Eine Finanzspritze – und kein Kliniksterben

 

Von Christian Urlage

 

Vor zwei Jahren sorgte ein radikaler Vorschlag für Aufsehen: Von knapp 1400 Krankenhäusern in Deutschland sollten nur 600 größere und bessere Kliniken auf Dauer erhalten bleiben - das forderten Autoren des Berliner Instituts für Gesundheit und Sozialforschung (IGES) im Auftrag der Bertelsmann-Stiftung. Viele Komplikationen und Todesfälle ließen sich vermeiden, wenn Ärzte, Pflegepersonal und Geräte auf wenige Häuser konzentriert würden, argumentierten die Experten der Studie.

 

Glücklicherweise ist es nicht so gekommen, im Gegenteil: Die Fachleute ernteten einen Shitstorm auf Facebook und Twitter, und fast alle Politiker lehnten eine flächendeckende Klinik-Schließung bis 2030 ab. Allein in der FDP fanden sich Befürworter. Gesundheitsminister Jens Spahn zählte zu den Gegnern eines Kahlschlags und betonte im Juli 2019: „Ein Krankenhaus vor Ort ist für viele Bürger ein Stück Heimat. Es gibt ihnen Geborgenheit und Sicherheit.“ Aussagen, denen wohl viele Menschen zustimmen.

 

Pauschalförderung für 141 Kliniken im ländlichen Raum

 

Es besteht sogar ein gesetzlicher Auftrag, die Kliniken im ländlichen Raum zu unterstützen.

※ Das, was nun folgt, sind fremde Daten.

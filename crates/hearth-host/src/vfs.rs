//! Virtual file providers.
//!
//! The host resolves static content through the [`VirtualFiles`] contract.
//! When user configuration sets no provider, initialization builds one from
//! the physical web root plus any embedded-resource sources; multiple
//! sources compose into a [`MultiVirtualFiles`] chain where the first
//! provider claiming a path wins.

use std::path::{Path, PathBuf};
use std::sync::Arc;

use bytes::Bytes;
use dashmap::DashMap;

/// A file resolved through a provider.
#[derive(Debug, Clone)]
pub struct VirtualFile {
    /// Provider-relative path, `/`-separated.
    pub path: String,
    /// File contents.
    pub contents: Bytes,
}

/// Read-only file source contract.
pub trait VirtualFiles: Send + Sync {
    /// Resolve a file by provider-relative path.
    fn get_file(&self, path: &str) -> Option<VirtualFile>;

    /// List immediate entries of a directory, or `None` if it does not
    /// exist.
    fn get_directory(&self, path: &str) -> Option<Vec<String>>;

    /// The provider's root, for diagnostics.
    fn root_dir(&self) -> &str;

    /// Separator used in provider-relative paths.
    fn path_separator(&self) -> char {
        '/'
    }
}

/// Provider over a physical directory tree.
#[derive(Debug)]
pub struct FileSystemVirtualFiles {
    root: PathBuf,
    root_display: String,
}

impl FileSystemVirtualFiles {
    /// A provider rooted at `root`.
    pub fn new(root: impl Into<PathBuf>) -> Self {
        let root = root.into();
        let root_display = root.display().to_string();
        Self { root, root_display }
    }

    fn physical(&self, path: &str) -> Option<PathBuf> {
        let relative = Path::new(path.trim_start_matches('/'));
        // Reject traversal outside the root.
        if relative
            .components()
            .any(|c| matches!(c, std::path::Component::ParentDir))
        {
            return None;
        }
        Some(self.root.join(relative))
    }
}

impl VirtualFiles for FileSystemVirtualFiles {
    fn get_file(&self, path: &str) -> Option<VirtualFile> {
        let physical = self.physical(path)?;
        let contents = std::fs::read(&physical).ok()?;
        Some(VirtualFile {
            path: path.trim_start_matches('/').to_string(),
            contents: Bytes::from(contents),
        })
    }

    fn get_directory(&self, path: &str) -> Option<Vec<String>> {
        let physical = self.physical(path)?;
        let entries = std::fs::read_dir(&physical).ok()?;
        let mut names: Vec<String> = entries
            .filter_map(|e| e.ok())
            .filter_map(|e| e.file_name().into_string().ok())
            .collect();
        names.sort();
        Some(names)
    }

    fn root_dir(&self) -> &str {
        &self.root_display
    }
}

/// In-memory provider standing in for embedded resources; doubles as the
/// test provider.
#[derive(Default)]
pub struct MemoryVirtualFiles {
    files: DashMap<String, Bytes>,
}

impl std::fmt::Debug for MemoryVirtualFiles {
    fn fmt(&self, f: &mut std::fmt::Formatter<'_>) -> std::fmt::Result {
        f.debug_struct("MemoryVirtualFiles")
            .field("files", &self.files.len())
            .finish()
    }
}

impl MemoryVirtualFiles {
    /// An empty provider.
    pub fn new() -> Self {
        Self::default()
    }

    /// Add a file, replacing any previous contents.
    pub fn add(&self, path: impl Into<String>, contents: impl Into<Bytes>) {
        let path = path.into();
        self.files
            .insert(path.trim_start_matches('/').to_string(), contents.into());
    }
}

impl VirtualFiles for MemoryVirtualFiles {
    fn get_file(&self, path: &str) -> Option<VirtualFile> {
        let key = path.trim_start_matches('/');
        self.files.get(key).map(|entry| VirtualFile {
            path: key.to_string(),
            contents: entry.value().clone(),
        })
    }

    fn get_directory(&self, path: &str) -> Option<Vec<String>> {
        let prefix = {
            let trimmed = path.trim_start_matches('/').trim_end_matches('/');
            if trimmed.is_empty() {
                String::new()
            } else {
                format!("{trimmed}/")
            }
        };

        let mut names: Vec<String> = self
            .files
            .iter()
            .filter_map(|entry| {
                let rest = entry.key().strip_prefix(&prefix)?;
                Some(rest.split('/').next().unwrap_or(rest).to_string())
            })
            .collect();
        names.sort();
        names.dedup();

        if names.is_empty() { None } else { Some(names) }
    }

    fn root_dir(&self) -> &str {
        "memory:"
    }
}

/// First-match-wins composition of providers.
pub struct MultiVirtualFiles {
    providers: Vec<Arc<dyn VirtualFiles>>,
}

impl std::fmt::Debug for MultiVirtualFiles {
    fn fmt(&self, f: &mut std::fmt::Formatter<'_>) -> std::fmt::Result {
        f.debug_struct("MultiVirtualFiles")
            .field("providers", &self.providers.len())
            .finish()
    }
}

impl MultiVirtualFiles {
    /// Compose providers; earlier providers shadow later ones.
    pub fn new(providers: Vec<Arc<dyn VirtualFiles>>) -> Self {
        Self { providers }
    }
}

impl VirtualFiles for MultiVirtualFiles {
    fn get_file(&self, path: &str) -> Option<VirtualFile> {
        self.providers.iter().find_map(|p| p.get_file(path))
    }

    fn get_directory(&self, path: &str) -> Option<Vec<String>> {
        self.providers.iter().find_map(|p| p.get_directory(path))
    }

    fn root_dir(&self) -> &str {
        self.providers
            .first()
            .map_or("multi:", |p| p.root_dir())
    }
}
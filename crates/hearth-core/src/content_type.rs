//! Content-type and format-name vocabulary.
//!
//! The host's metadata surface and format plugins both speak in "short
//! format names" (`json`, `csv`, ...) while responses carry full MIME
//! types. This module owns both vocabularies and the mapping between them.

use serde::{Deserialize, Serialize};

/// `application/json`, the hardcoded fallback default content type.
pub const JSON: &str = "application/json";
/// `application/xml`
pub const XML: &str = "application/xml";
/// `text/jsv`
pub const JSV: &str = "text/jsv";
/// `text/csv`
pub const CSV: &str = "text/csv";
/// `text/html`
pub const HTML: &str = "text/html";
/// `text/xml; charset=utf-8` used by SOAP 1.1 endpoints.
pub const SOAP11: &str = "text/xml; charset=utf-8";
/// `application/soap+xml; charset=utf-8` used by SOAP 1.2 endpoints.
pub const SOAP12: &str = "application/soap+xml; charset=utf-8";
/// `text/markdown`
pub const MARKDOWN: &str = "text/markdown";
/// `text/plain`
pub const PLAIN_TEXT: &str = "text/plain";

/// A wire format the host can serve.
#[derive(Debug, Clone, Copy, PartialEq, Eq, Hash, Serialize, Deserialize)]
#[serde(rename_all = "lowercase")]
pub enum Format {
    /// XML
    Xml,
    /// JSON
    Json,
    /// JSV (JSON-like CSV-escaped text)
    Jsv,
    /// CSV
    Csv,
    /// HTML
    Html,
    /// SOAP 1.1
    Soap11,
    /// SOAP 1.2
    Soap12,
    /// Markdown
    Markdown,
}

impl Format {
    /// The canonical short name used on the metadata/discovery surface.
    pub fn short_name(self) -> &'static str {
        match self {
            Format::Xml => "xml",
            Format::Json => "json",
            Format::Jsv => "jsv",
            Format::Csv => "csv",
            Format::Html => "html",
            Format::Soap11 => "soap11",
            Format::Soap12 => "soap12",
            Format::Markdown => "markdown",
        }
    }

    /// The MIME type responses in this format carry.
    pub fn content_type(self) -> &'static str {
        match self {
            Format::Xml => XML,
            Format::Json => JSON,
            Format::Jsv => JSV,
            Format::Csv => CSV,
            Format::Html => HTML,
            Format::Soap11 => SOAP11,
            Format::Soap12 => SOAP12,
            Format::Markdown => MARKDOWN,
        }
    }
}

#[cfg(test)]
mod tests {
    use super::*;

    #[test]
    fn short_names_are_lowercase_and_stable() {
        assert_eq!(Format::Json.short_name(), "json");
        assert_eq!(Format::Soap11.short_name(), "soap11");
        assert_eq!(Format::Csv.content_type(), CSV);
    }

    #[test]
    fn format_serializes_as_short_name() {
        let json = serde_json::to_string(&Format::Soap12).unwrap();
        assert_eq!(json, "\"soap12\"");
    }
}
//! Messaging contracts and the factory fallback rule.
//!
//! Downstream code resolves `Arc<dyn MessageFactory>` without caring
//! whether the embedder configured a full [`MessageService`] or a bare
//! factory: when a service exists and no factory was registered
//! separately, initialization registers the service's own factory.

use std::sync::Arc;

use dashmap::DashMap;
use serde_json::Value;

use hearth_core::HostResult;

/// Publishes messages to named queues.
pub trait MessageProducer: Send + Sync {
    /// Publish one message.
    ///
    /// # Errors
    ///
    /// Returns an error when the underlying transport rejects the message.
    fn publish(&self, queue: &str, body: Value) -> HostResult<()>;
}

/// Creates producers for a messaging backend.
pub trait MessageFactory: Send + Sync {
    /// Create a producer.
    fn create_producer(&self) -> Arc<dyn MessageProducer>;
}

/// A full message-queue service: a factory plus lifecycle control.
pub trait MessageService: Send + Sync {
    /// The factory backing this service. The fallback rule registers
    /// exactly this instance when no factory was configured separately.
    fn message_factory(&self) -> Arc<dyn MessageFactory>;

    /// Start background processing.
    ///
    /// # Errors
    ///
    /// Returns an error when the service cannot start.
    fn start(&self) -> HostResult<()>;

    /// Stop background processing.
    fn stop(&self);
}

/// In-process queue storage shared by [`InMemoryMessageFactory`] producers.
#[derive(Default)]
pub struct InMemoryQueues {
    queues: DashMap<String, Vec<Value>>,
}

impl std::fmt::Debug for InMemoryQueues {
    fn fmt(&self, f: &mut std::fmt::Formatter<'_>) -> std::fmt::Result {
        f.debug_struct("InMemoryQueues")
            .field("queues", &self.queues.len())
            .finish()
    }
}

impl InMemoryQueues {
    /// Empty storage.
    pub fn new() -> Self {
        Self::default()
    }

    /// Messages published to `queue`, oldest first.
    pub fn drain(&self, queue: &str) -> Vec<Value> {
        self.queues.remove(queue).map(|(_, v)| v).unwrap_or_default()
    }

    /// Number of messages waiting on `queue`.
    pub fn len(&self, queue: &str) -> usize {
        self.queues.get(queue).map_or(0, |q| q.len())
    }
}

/// In-process [`MessageFactory`] for tests and single-node deployments.
#[derive(Debug, Default)]
pub struct InMemoryMessageFactory {
    queues: Arc<InMemoryQueues>,
}

impl InMemoryMessageFactory {
    /// A factory over fresh queue storage.
    pub fn new() -> Self {
        Self::default()
    }

    /// The storage its producers publish into.
    pub fn queues(&self) -> Arc<InMemoryQueues> {
        self.queues.clone()
    }
}

impl MessageFactory for InMemoryMessageFactory {
    fn create_producer(&self) -> Arc<dyn MessageProducer> {
        Arc::new(InMemoryProducer {
            queues: self.queues.clone(),
        })
    }
}

struct InMemoryProducer {
    queues: Arc<InMemoryQueues>,
}

impl MessageProducer for InMemoryProducer {
    fn publish(&self, queue: &str, body: Value) -> HostResult<()> {
        self.queues
            .queues
            .entry(queue.to_string())
            .or_default()
            .push(body);
        Ok(())
    }
}
// ===== Owned collaborators =====

impl AppHost {
    /// The dependency container.
    pub fn container(&self) -> &Container {
        &self.container
    }

    /// The service controller.
    pub fn services(&self) -> &dyn ServiceController {
        self.services.as_ref()
    }

    /// The plugin registry.
    pub fn plugins(&self) -> &PluginRegistry {
        &self.plugins
    }

    /// Outcomes recorded by the plugin-loading loop, in execution order.
    pub fn plugin_outcomes(&self) -> Vec<PluginOutcome> {
        self.outcomes.read().clone()
    }

    /// Whether the two-phase plugin load has completed.
    pub fn plugins_loaded(&self) -> bool {
        self.plugins_loaded.load(Ordering::SeqCst)
    }

    /// Register a format's content type.
    pub fn register_format(&self, format: Format) {
        self.content_types.insert(
            format.short_name().to_string(),
            format.content_type().to_string(),
        );
    }

    /// The content type registered for a format short name.
    pub fn content_type_for(&self, format_name: &str) -> Option<String> {
        self.content_types.get(format_name).map(|e| e.value().clone())
    }

    /// Registered format short names, sorted.
    pub fn registered_formats(&self) -> Vec<String> {
        let mut names: Vec<String> = self.content_types.iter().map(|e| e.key().clone()).collect();
        names.sort();
        names
    }

    /// The virtual-files provider, once initialization resolved one.
    pub fn virtual_files(&self) -> Option<Arc<dyn VirtualFiles>> {
        self.virtual_files.read().clone()
    }

    /// Install a virtual-files provider, overriding default resolution.
    pub fn set_virtual_files(&self, provider: Arc<dyn VirtualFiles>) {
        *self.virtual_files.write() = Some(provider);
    }

    /// Contribute an additional file source (embedded resources) to
    /// default provider resolution.
    pub fn add_file_source(&self, source: Arc<dyn VirtualFiles>) {
        self.file_sources.write().push(source);
    }

    /// Timestamp recorded when `init` completed.
    pub fn started_at(&self) -> Option<DateTime<Utc>> {
        *self.started_at.read()
    }

    /// Timestamp recorded when `on_after_init` finished.
    pub fn ready_at(&self) -> Option<DateTime<Utc>> {
        *self.ready_at.read()
    }
}
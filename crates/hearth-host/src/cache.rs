//! Cache client contract and the in-memory fallback.
//!
//! Initialization guarantees exactly one cache-client registration: a user
//! registration always wins, and [`MemoryCacheClient`] is inserted only
//! when nothing was registered by the time plugins finished loading.

use std::time::{Duration, Instant};

use dashmap::DashMap;
use serde_json::Value;

/// Shared cache contract resolved from the container as
/// `Arc<dyn CacheClient>`.
pub trait CacheClient: Send + Sync {
    /// Fetch a value; expired entries read as absent.
    fn get(&self, key: &str) -> Option<Value>;

    /// Store a value with an optional time-to-live.
    fn set(&self, key: &str, value: Value, ttl: Option<Duration>);

    /// Remove a value; returns whether it existed.
    fn remove(&self, key: &str) -> bool;

    /// Drop everything.
    fn clear(&self);
}

struct CacheEntry {
    value: Value,
    expires_at: Option<Instant>,
}

impl CacheEntry {
    fn live(&self) -> bool {
        self.expires_at.is_none_or(|at| Instant::now() < at)
    }
}

/// In-process [`CacheClient`] used when no other cache was registered.
#[derive(Default)]
pub struct MemoryCacheClient {
    entries: DashMap<String, CacheEntry>,
}

impl std::fmt::Debug for MemoryCacheClient {
    fn fmt(&self, f: &mut std::fmt::Formatter<'_>) -> std::fmt::Result {
        f.debug_struct("MemoryCacheClient")
            .field("entries", &self.entries.len())
            .finish()
    }
}

impl MemoryCacheClient {
    /// An empty cache.
    pub fn new() -> Self {
        Self::default()
    }
}

impl CacheClient for MemoryCacheClient {
    fn get(&self, key: &str) -> Option<Value> {
        let entry = self.entries.get(key)?;
        if entry.live() {
            Some(entry.value.clone())
        } else {
            drop(entry);
            self.entries.remove(key);
            None
        }
    }

    fn set(&self, key: &str, value: Value, ttl: Option<Duration>) {
        self.entries.insert(
            key.to_string(),
            CacheEntry {
                value,
                expires_at: ttl.map(|d| Instant::now() + d),
            },
        );
    }

    fn remove(&self, key: &str) -> bool {
        self.entries.remove(key).is_some()
    }

    fn clear(&self) {
        self.entries.clear();
    }
}
//! Host lifecycle tests.
//!
//! Covers the initialization sequence end to end: the single-live-instance
//! invariant, the plugin partial-failure policy, deferred vs immediate
//! `add_plugin`, feature-driven exclusions, default-content-type
//! resolution, and the cache/messaging fallback rules.
//!
//! Every test here initializes the process-wide host, so the suite runs
//! serially.

use std::sync::Arc;
use std::sync::atomic::{AtomicBool, AtomicUsize, Ordering};

use serial_test::serial;

use hearth_host::prelude::*;
use hearth_host::{builtin::CsvFormatPlugin, LoadPhase};

type ConfigureFn = Box<dyn Fn(&AppHost) -> HostResult<()> + Send + Sync>;
type LoadConfigFn = Box<dyn Fn(&mut HostConfig) + Send + Sync>;
type AssembliesFn = Box<dyn Fn() -> Vec<ServiceAssembly> + Send + Sync>;

struct TestApp {
    configure: ConfigureFn,
    load_config: Option<LoadConfigFn>,
    assemblies: Option<AssembliesFn>,
}

impl TestApp {
    fn new(configure: impl Fn(&AppHost) -> HostResult<()> + Send + Sync + 'static) -> Self {
        Self {
            configure: Box::new(configure),
            load_config: None,
            assemblies: None,
        }
    }

    fn with_load_config(
        mut self,
        load_config: impl Fn(&mut HostConfig) + Send + Sync + 'static,
    ) -> Self {
        self.load_config = Some(Box::new(load_config));
        self
    }
}

impl HostApp for TestApp {
    fn service_name(&self) -> &str {
        "lifecycle-tests"
    }

    fn assemblies(&self) -> Vec<ServiceAssembly> {
        self.assemblies.as_ref().map_or_else(Vec::new, |f| f())
    }

    fn load_config(&self, config: &mut HostConfig) {
        if let Some(hook) = &self.load_config {
            hook(config);
        }
    }

    fn configure(&self, host: &AppHost) -> HostResult<()> {
        (self.configure)(host)
    }
}

#[test]
#[serial]
fn second_live_host_fails_every_time() {
    let host = AppHost::init(TestApp::new(|_| Ok(()))).unwrap();

    for _ in 0..3 {
        let err = AppHost::init(TestApp::new(|_| Ok(()))).unwrap_err();
        assert_eq!(err.kind, hearth_host::core::ErrorKind::HostAlreadyInitialized);
    }

    host.dispose();

    // Disposal clears the slot; a new host may now be constructed.
    let next = AppHost::init(TestApp::new(|_| Ok(()))).unwrap();
    next.dispose();
}

#[test]
#[serial]
fn failed_configure_propagates_and_unpublishes() {
    let err = AppHost::init(TestApp::new(|_| {
        Err(HostError::configuration("bad user code"))
    }))
    .unwrap_err();
    assert_eq!(err.kind, hearth_host::core::ErrorKind::Configuration);
    assert!(AppHost::try_current().is_none());

    let host = AppHost::init(TestApp::new(|_| Ok(()))).unwrap();
    host.dispose();
}

struct FailingPlugin;

impl Plugin for FailingPlugin {
    fn register(&self, _host: &AppHost) -> HostResult<()> {
        panic!("plugin A exploded");
    }
}

struct HeaderPlugin;

impl Plugin for HeaderPlugin {
    fn register(&self, host: &AppHost) -> HostResult<()> {
        host.update_config(|config| {
            config
                .global_response_headers
                .push(("x-plugin-b".to_string(), "loaded".to_string()));
        });
        Ok(())
    }
}

#[test]
#[serial]
fn one_failing_plugin_does_not_abort_the_rest() {
    let host = AppHost::init(TestApp::new(|host| {
        host.add_plugin(FailingPlugin);
        host.add_plugin(HeaderPlugin);
        Ok(())
    }))
    .unwrap();

    // B's registration side effect is present despite A panicking first.
    assert!(host
        .config()
        .global_response_headers
        .iter()
        .any(|(name, value)| name == "x-plugin-b" && value == "loaded"));

    // A's failure is recorded with its type name, in the Register phase.
    let outcomes = host.plugin_outcomes();
    let failure = outcomes
        .iter()
        .find(|o| o.plugin.contains("FailingPlugin") && o.phase == LoadPhase::Register)
        .expect("failure outcome recorded");
    assert!(!failure.succeeded());
    assert!(failure.error.as_deref().unwrap().contains("plugin A exploded"));

    host.dispose();
}

struct SideEffectPlugin {
    registered: Arc<AtomicBool>,
}

impl Plugin for SideEffectPlugin {
    fn register(&self, _host: &AppHost) -> HostResult<()> {
        self.registered.store(true, Ordering::SeqCst);
        Ok(())
    }
}

#[test]
#[serial]
fn add_plugin_defers_before_load_and_registers_immediately_after() {
    let during_configure = Arc::new(AtomicBool::new(false));
    let deferred = during_configure.clone();

    let host = AppHost::init(TestApp::new(move |host| {
        let registered = Arc::new(AtomicBool::new(false));
        host.add_plugin(SideEffectPlugin {
            registered: registered.clone(),
        });
        // Still deferred at this point: loading happens in on_after_init.
        deferred.store(registered.load(Ordering::SeqCst), Ordering::SeqCst);
        Ok(())
    }))
    .unwrap();

    assert!(!during_configure.load(Ordering::SeqCst));
    assert!(host.plugins_loaded());

    // Post-load additions register immediately.
    let immediate = Arc::new(AtomicBool::new(false));
    host.add_plugin(SideEffectPlugin {
        registered: immediate.clone(),
    });
    assert!(immediate.load(Ordering::SeqCst));

    host.dispose();
}

struct ExternalCsvPlugin {
    registered: Arc<AtomicBool>,
}

impl Plugin for ExternalCsvPlugin {
    fn capability(&self) -> Option<Feature> {
        Some(Feature::Csv)
    }

    fn register(&self, _host: &AppHost) -> HostResult<()> {
        self.registered.store(true, Ordering::SeqCst);
        Ok(())
    }
}

#[test]
#[serial]
fn disabling_a_format_feature_removes_plugins_and_hides_the_format() {
    let external_ran = Arc::new(AtomicBool::new(false));
    let probe = external_ran.clone();

    let host = AppHost::init(
        TestApp::new(move |host| {
            host.add_plugin(ExternalCsvPlugin {
                registered: probe.clone(),
            });
            Ok(())
        })
        .with_load_config(|config| {
            config.features = config.features.without(Feature::Csv);
        }),
    )
    .unwrap();

    // (a) Every plugin carrying the Csv capability is gone, the built-in
    // and the external implementation alike.
    assert!(!host.plugins().has::<CsvFormatPlugin>());
    assert!(!host.plugins().has::<ExternalCsvPlugin>());
    assert!(!external_ran.load(Ordering::SeqCst));
    assert!(host.content_type_for("csv").is_none());

    // (b) The short name lands in the ignored-metadata-formats set.
    assert!(host.config().ignored_metadata_formats.contains("csv"));
    assert!(!host.config().derived.metadata_formats.contains(&"csv"));

    // Enabled formats are untouched.
    assert!(host.content_type_for("html").is_some());
    assert!(host.config().derived.metadata_formats.contains(&"json"));

    host.dispose();
}

struct DefaultOverridePlugin;

impl Plugin for DefaultOverridePlugin {
    fn register(&self, host: &AppHost) -> HostResult<()> {
        host.update_config(|config| {
            config.default_content_type = Some("application/xml".to_string());
        });
        Ok(())
    }
}

#[test]
#[serial]
fn explicit_default_content_type_survives_plugin_overrides() {
    let host = AppHost::init(TestApp::new(|host| {
        host.update_config(|config| {
            config.default_content_type = Some("text/csv".to_string());
        });
        host.add_plugin(DefaultOverridePlugin);
        Ok(())
    }))
    .unwrap();

    assert_eq!(host.config().default_content_type.as_deref(), Some("text/csv"));
    host.dispose();
}

#[test]
#[serial]
fn default_content_type_falls_back_to_json() {
    let host = AppHost::init(TestApp::new(|_| Ok(()))).unwrap();
    assert_eq!(
        host.config().default_content_type.as_deref(),
        Some("application/json")
    );
    host.dispose();
}

#[test]
#[serial]
fn cache_fallback_registers_memory_client_only_when_absent() {
    let host = AppHost::init(TestApp::new(|_| Ok(()))).unwrap();
    assert!(host.container().resolve::<dyn CacheClient>().is_ok());
    host.dispose();
}

#[test]
#[serial]
fn user_registered_cache_client_wins_over_the_default() {
    let custom: Arc<dyn CacheClient> = Arc::new(MemoryCacheClient::new());
    let expected = custom.clone();

    let host = AppHost::init(TestApp::new(move |host| {
        host.container().register_arc::<dyn CacheClient>(custom.clone());
        Ok(())
    }))
    .unwrap();

    let resolved = host.container().resolve::<dyn CacheClient>().unwrap();
    assert!(Arc::ptr_eq(&resolved, &expected));
    host.dispose();
}

struct TestMessageService {
    factory: Arc<dyn MessageFactory>,
}

impl MessageService for TestMessageService {
    fn message_factory(&self) -> Arc<dyn MessageFactory> {
        self.factory.clone()
    }

    fn start(&self) -> HostResult<()> {
        Ok(())
    }

    fn stop(&self) {}
}

#[test]
#[serial]
fn message_factory_is_derived_from_the_service_when_missing() {
    use hearth_host::messaging::InMemoryMessageFactory;

    let factory: Arc<dyn MessageFactory> = Arc::new(InMemoryMessageFactory::new());
    let expected = factory.clone();

    let host = AppHost::init(TestApp::new(move |host| {
        host.container()
            .register_arc::<dyn MessageService>(Arc::new(TestMessageService {
                factory: factory.clone(),
            }));
        Ok(())
    }))
    .unwrap();

    let resolved = host.container().resolve::<dyn MessageFactory>().unwrap();
    assert!(Arc::ptr_eq(&resolved, &expected));
    host.dispose();
}

struct CountingDisposable(Arc<AtomicUsize>);

impl hearth_host::core::Disposable for CountingDisposable {
    fn dispose(&self) {
        self.0.fetch_add(1, Ordering::SeqCst);
    }
}

#[test]
#[serial]
fn dispose_cascades_to_container_owned_singletons() {
    let disposed = Arc::new(AtomicUsize::new(0));
    let count = disposed.clone();

    let host = AppHost::init(TestApp::new(move |host| {
        host.container()
            .register_disposable(CountingDisposable(count.clone()));
        Ok(())
    }))
    .unwrap();

    host.dispose();
    assert_eq!(disposed.load(Ordering::SeqCst), 1);

    // Idempotent.
    host.dispose();
    assert_eq!(disposed.load(Ordering::SeqCst), 1);
}

#[test]
#[serial]
fn init_records_startup_and_ready_timestamps() {
    let host = AppHost::init(TestApp::new(|_| Ok(()))).unwrap();
    let ready = host.ready_at().expect("ready timestamp");
    let started = host.started_at().expect("startup timestamp");
    assert!(ready <= started);
    host.dispose();
}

141 Häuser erhalten im kommenden Jahr daher jeweils eine pauschale Förderung zwischen 400.000 und 800.000 Euro; darauf haben sich kürzlich die Krankenkassen mit der Deutschen Krankenhausgesellschaft verständigt.

 

Dieser Pauschalzuschlag mit einer Gesamtsumme von rund 70 Millionen Euro neben der normalen Krankenhausfinanzierung soll die stationäre Versorgung in dünn besiedelten Regionen sicherstellen. Denn Notfälle wie Herzinfarkte und Schlaganfälle müssen schnell und fachgerecht behandelt werden, was nur gelingt, wenn Patienten zügig ein Krankenhaus in ihrer Nähe erreichen können. Wie sinnvoll und notwendig ein dichtes Netz von Kliniken ist, hat im vergangenen Jahr auch der Umgang mit der Corona-Pandemie belegt.

 

„Erst kommt der Patient, dann der Profit“

 

Deshalb warnt Klaus Reinhardt als Präsident der Bundesärztekammer immer wieder vor einer Klinikreform aus kommerziellen Motiven: „Erst kommt der Patient, dann der Profit. Das muss sich endlich in das kollektive Gedächtnis einbrennen“, forderte Reinhardt im Mai beim (diesmal digitalen) Deutschen Ärztetag: „Wir sehen Kliniken und Praxen als Einrichtung der Daseinsvorsorge und nicht als Industriebetriebe oder lukrative Renditeobjekte finanzstarker Fremdinvestoren.“

 

Kritik an „blutiger Entlassung“

 

Zwar bezweifelt niemand, dass wirtschaftliche Gesichtspunkte für die Krankenhäuser ebenfalls wichtig sind. Aber das System der Fallpauschalen führt zu immer kürzeren Liegezeiten; Kritiker sprechen von „blutiger Entlassung“. Das kann keine patientengerechte Lösung sein.

 

Doch das Problem hat auch mit dem Finanzierungsmodell der Kliniken zu tun: Laufende Ausgaben, zum Beispiel die Kosten für medizinische Leistungen, tragen die gesetzlichen Krankenkassen und privaten Krankenversicherungen – die Investitionskosten dagegen schultern die Bundesländer. Sie entscheiden, wo ein Krankenhaus gebaut, erweitert oder geschlossen wird. Allerdings ertönt seit Jahren die Klage, dass die Länder ihren finanziellen Verpflichtungen nicht ausreichend nachkommen. Um Abhilfe zu schaffen, ist daher auch der Bund gefragt.